◆ **DIRECTIONS**:
Note each line of the listing that contains the string "nothing", and copy it.

::::::

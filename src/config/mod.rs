//! Configuration management subsystem.
//!
//! # Data Flow
//! ```text
//! process environment (LOG_LEVEL, XDG_RUNTIME_DIR, WG_* handoff variables)
//!     → loader.rs (read & parse once at startup)
//!     → validation.rs (interface name checks)
//!     → DaemonConfig (immutable, passed by reference to every subsystem)
//! ```
//!
//! # Design Decisions
//! - The environment is read in exactly one place; nothing else calls `std::env::var`
//! - The runtime directory is resolved once, not recomputed per socket
//! - Unknown `LOG_LEVEL` values fall back to the default rather than failing

pub mod loader;
pub mod schema;
pub mod validation;

pub use loader::{from_env, from_lookup, ConfigError};
pub use schema::{DaemonConfig, DescriptorKind, InheritedDescriptor, LogLevel};
//! Startup orchestration.
//!
//! # Responsibilities
//! - Obtain the control channel: inherited endpoint, inherited listener, or a
//!   freshly bootstrapped socket
//! - Serve control connections and block in the shutdown coordinator
//! - Tear down in order: stop accepting, close engine and device, remove the
//!   socket file this daemon owns
//!
//! # Design Decisions
//! - Fail fast: every setup error is fatal and maps to exit code 1
//! - Socket setup and daemonizing happen before any runtime work

use std::future::Future;
use std::io;
use std::os::fd::{FromRawFd, OwnedFd, RawFd};
use std::path::PathBuf;
use std::sync::Arc;

use thiserror::Error;
use tokio::net::UnixStream;

use crate::config::{ConfigError, DaemonConfig, DescriptorKind};
use crate::control::listener::{self, ControlListener, ControlLoopExit};
use crate::control::{socket, BootstrapError};
use crate::device::{LoopDevice, PacketDevice};
use crate::engine::Engine;
use crate::lifecycle::daemonize::DaemonizeError;
use crate::lifecycle::shutdown::{
    Shutdown, ShutdownCoordinator, Teardown, TerminationReason, TerminationReporter,
};

/// Fatal errors before the daemon reaches its running state.
#[derive(Debug, Error)]
pub enum SetupError {
    #[error(transparent)]
    Config(#[from] ConfigError),

    #[error("UAPI listen error: {0}")]
    Bootstrap(#[from] BootstrapError),

    #[error(transparent)]
    Daemonize(#[from] DaemonizeError),

    #[error("Inherited descriptor {fd} from {var} is not open: {source}")]
    BadDescriptor {
        var: &'static str,
        fd: RawFd,
        source: io::Error,
    },

    #[error("Failed to set up control channel: {0}")]
    Io(#[from] io::Error),
}

/// Where control connections come from.
#[derive(Debug)]
pub enum ControlChannel {
    /// A listening socket. `socket_file` is removed on teardown when set.
    Listener {
        fd: OwnedFd,
        socket_file: Option<PathBuf>,
    },
    /// One connected stream supplied by a supervisor.
    Endpoint(OwnedFd),
}

impl ControlChannel {
    pub fn is_endpoint(&self) -> bool {
        matches!(self, Self::Endpoint(_))
    }
}

/// Adopt the inherited descriptor from the environment, or bootstrap a socket.
///
/// A listener inherited from our own daemonizing parent (foreground marker
/// set) owns the socket file at the derived path.
pub fn open_control_channel(
    config: &DaemonConfig,
    interface: &str,
) -> Result<ControlChannel, SetupError> {
    match config.inherited {
        Some(inherited) => {
            let fd = adopt_descriptor(inherited.kind.env_var(), inherited.fd)?;
            match inherited.kind {
                DescriptorKind::Endpoint => Ok(ControlChannel::Endpoint(fd)),
                DescriptorKind::Listener => Ok(ControlChannel::Listener {
                    fd,
                    socket_file: config
                        .foreground
                        .then(|| socket::socket_path(config, interface)),
                }),
            }
        }
        None => {
            let (fd, path) = socket::open(config, interface)?.into_parts();
            Ok(ControlChannel::Listener {
                fd,
                socket_file: Some(path),
            })
        }
    }
}

fn adopt_descriptor(var: &'static str, fd: RawFd) -> Result<OwnedFd, SetupError> {
    // SAFETY: F_GETFD only inspects the descriptor table.
    if unsafe { libc::fcntl(fd, libc::F_GETFD) } < 0 {
        return Err(SetupError::BadDescriptor {
            var,
            fd,
            source: io::Error::last_os_error(),
        });
    }
    // SAFETY: the descriptor is open and was handed to this process for its
    // exclusive use; nothing else in the process wraps it.
    Ok(unsafe { OwnedFd::from_raw_fd(fd) })
}

/// Ordered release of the running daemon's resources.
pub struct DaemonTeardown<E: Engine> {
    engine: Arc<E>,
    device: Arc<LoopDevice>,
    socket_file: Option<PathBuf>,
}

impl<E: Engine> DaemonTeardown<E> {
    pub fn new(engine: Arc<E>, device: Arc<LoopDevice>, socket_file: Option<PathBuf>) -> Self {
        Self {
            engine,
            device,
            socket_file,
        }
    }

    /// Close the engine and device, then remove an owned socket file.
    /// Safe to call more than once.
    pub fn release(&mut self) {
        self.engine.close();
        self.device.close();

        if let Some(path) = self.socket_file.take() {
            match std::fs::remove_file(&path) {
                Ok(()) => tracing::debug!(path = %path.display(), "Control socket removed"),
                Err(e) if e.kind() == io::ErrorKind::NotFound => {}
                Err(e) => {
                    tracing::warn!(path = %path.display(), error = %e, "Failed to remove control socket")
                }
            }
        }
    }
}

impl<E: Engine> Teardown for DaemonTeardown<E> {
    fn teardown(&mut self, _reason: &TerminationReason) {
        self.release();
    }
}

/// Control channel registered with the runtime.
enum AdoptedChannel {
    Listener(ControlListener),
    Endpoint(UnixStream),
}

/// Serve control connections until a termination source fires, then tear down.
///
/// The engine may already be running. If the channel cannot be registered
/// with the runtime, everything is released before the error is returned.
/// Must be called inside a tokio runtime.
pub async fn run<E, S>(
    engine: Arc<E>,
    device: Arc<LoopDevice>,
    channel: ControlChannel,
    signal: S,
) -> Result<TerminationReason, SetupError>
where
    E: Engine,
    S: Future<Output = ()>,
{
    let shutdown = Shutdown::new();
    let coordinator = ShutdownCoordinator::new(shutdown.clone());
    let reporter = coordinator.reporter();

    let (adopted, socket_file) = match channel {
        ControlChannel::Listener { fd, socket_file } => (
            ControlListener::from_fd(fd).map(AdoptedChannel::Listener),
            socket_file,
        ),
        ControlChannel::Endpoint(fd) => (
            listener::endpoint_from_fd(fd).map(AdoptedChannel::Endpoint),
            None,
        ),
    };

    let name = device.name().to_string();
    let mut teardown = DaemonTeardown::new(Arc::clone(&engine), device, socket_file);

    let control_task = match adopted {
        Ok(AdoptedChannel::Listener(listener)) => tokio::spawn(report_exit(
            listener::serve(listener, Arc::clone(&engine), shutdown.subscribe()),
            reporter,
        )),
        Ok(AdoptedChannel::Endpoint(stream)) => tokio::spawn(report_exit(
            listener::serve_endpoint(stream, Arc::clone(&engine), shutdown.subscribe()),
            reporter,
        )),
        Err(e) => {
            teardown.release();
            return Err(e.into());
        }
    };

    tracing::debug!(device = %name, "Device started");

    let reason = coordinator
        .run(signal, engine.completed(), &mut teardown)
        .await;

    if let Err(e) = control_task.await {
        tracing::warn!(error = %e, "Control task failed");
    }

    tracing::debug!("Shutting down");
    Ok(reason)
}

async fn report_exit<F>(control_loop: F, reporter: TerminationReporter)
where
    F: Future<Output = ControlLoopExit>,
{
    if let ControlLoopExit::Failed(error) = control_loop.await {
        reporter.report(TerminationReason::ControlLoopError(error));
    }
}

::::::

◆ **SOLUTION**:
//! - The environment is read in exactly one place; nothing else calls `std::env::var`
    // exclusive use; nothing else in the process wraps it.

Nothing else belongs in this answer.